The question I have is, is the the most efficient way to accomlish this task?
Any ideas for improvement?

Thanks.

Recommended Answers

All 8 Replies

Well I see the keyword "string", so you are using C++. So don't limit yourself to C, which you are doing. Stringstreams, containers, and algorithms are available in C++. If this a bunch of numbers separated by commas, go through your string and replace the commas with spaces, create a stringstream from the revised string, and read your integers from that stringstream. Easier to code and easier to read.

#include <string>
#include <sstream>
#include <algorithm>
#include <vector>
#include <iostream>
using namespace std;

int main(int argc, char** argv) 
{
    string str = "5,8,4,9,124,23,17";
    replace(str.begin(), str.end(), ',', ' ');
    stringstream ss(str);
    vector<int> intVector;
    int x;
    while(ss >> x)
    {
        intVector.push_back(x);
    }
    int numInts = intVector.size();
    for(int i = 0; i < numInts; i++)
        cout << intVector[i] << endl;
    return 0;
}

Note: Easy enough to change the above from int to double. Another benefit is that you don't have to worry about weird strings with spaces and tabs in there. Stringstream takes care of all that for you.

Thanks.

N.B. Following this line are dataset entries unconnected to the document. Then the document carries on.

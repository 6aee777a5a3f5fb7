//! Coordination client holding exactly one session

use crate::common::{Error, Result};
use crate::coordination::backend::{CoordinationBackend, CoordinationSession};
use crate::coordination::record::ReadOutcome;
use std::sync::Arc;

pub struct CoordinationClient {
    backend: Arc<dyn CoordinationBackend>,
    session: Option<Box<dyn CoordinationSession>>,
    readonly: bool,
}

impl CoordinationClient {
    /// Open the first session. Fails if the store cannot be reached.
    pub async fn connect(backend: Arc<dyn CoordinationBackend>, readonly: bool) -> Result<Self> {
        let session = backend.connect(readonly).await?;
        tracing::info!(
            "Connected to coordination store {} ({})",
            backend.describe(),
            if readonly { "read-only" } else { "read-write" }
        );
        Ok(Self {
            backend,
            session: Some(session),
            readonly,
        })
    }

    pub fn is_readonly(&self) -> bool {
        self.readonly
    }

    pub fn is_connected(&self) -> bool {
        self.session.is_some()
    }

    fn session(&self) -> Result<&dyn CoordinationSession> {
        self.session
            .as_deref()
            .ok_or_else(|| Error::Coordination("no active session".into()))
    }

    pub async fn exists(&self, path: &str) -> Result<bool> {
        self.session()?.exists(path).await
    }

    /// Raw node contents, `None` if the node does not exist.
    pub async fn read(&self, path: &str) -> Result<Option<Vec<u8>>> {
        self.session()?.get(path).await
    }

    /// Read and decode a master record.
    pub async fn read_record(&self, path: &str) -> Result<ReadOutcome> {
        Ok(ReadOutcome::from_bytes(self.read(path).await?))
    }

    /// Write `value` at `path`, creating missing ancestors first.
    pub async fn write(&self, path: &str, value: &[u8]) -> Result<()> {
        if self.readonly {
            return Err(Error::ReadOnly(path.to_string()));
        }
        let session = self.session()?;

        for ancestor in ancestors(path) {
            if session.create(ancestor, b"").await? {
                tracing::debug!("Created {}", ancestor);
            }
        }

        if !session.create(path, value).await? {
            session.set(path, value).await?;
        }
        Ok(())
    }

    /// Drop the current session and open a new one.
    pub async fn reconnect(&mut self) -> Result<()> {
        if let Some(old) = self.session.take() {
            if let Err(e) = old.close().await {
                tracing::debug!("Ignoring error closing stale session: {}", e);
            }
        }
        let session = self.backend.connect(self.readonly).await?;
        self.session = Some(session);
        tracing::info!("Reconnected to coordination store {}", self.backend.describe());
        Ok(())
    }
}

/// Proper ancestors of an absolute path, shortest first, excluding `/`.
fn ancestors(path: &str) -> Vec<&str> {
    path.match_indices('/')
        .map(|(idx, _)| &path[..idx])
        .filter(|prefix| !prefix.is_empty())
        .collect()
}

I'll have to read up on stringstream.

But what happens if the data string is something like:
string str = "5,8,4,9,124,,23,17";
That is two commas between the values 123 and 23, which is often used to signify a missing data value by the machine that is generating these data? My function checks for this and assigns MISSING if that is the case. Is there a way to incorporate that type of check with the stringstream so that the constructed vector intVector contains a MISSING value in the appropriate place?

Note, if you read that csv line into Excel the double comma would appear as an empty cell.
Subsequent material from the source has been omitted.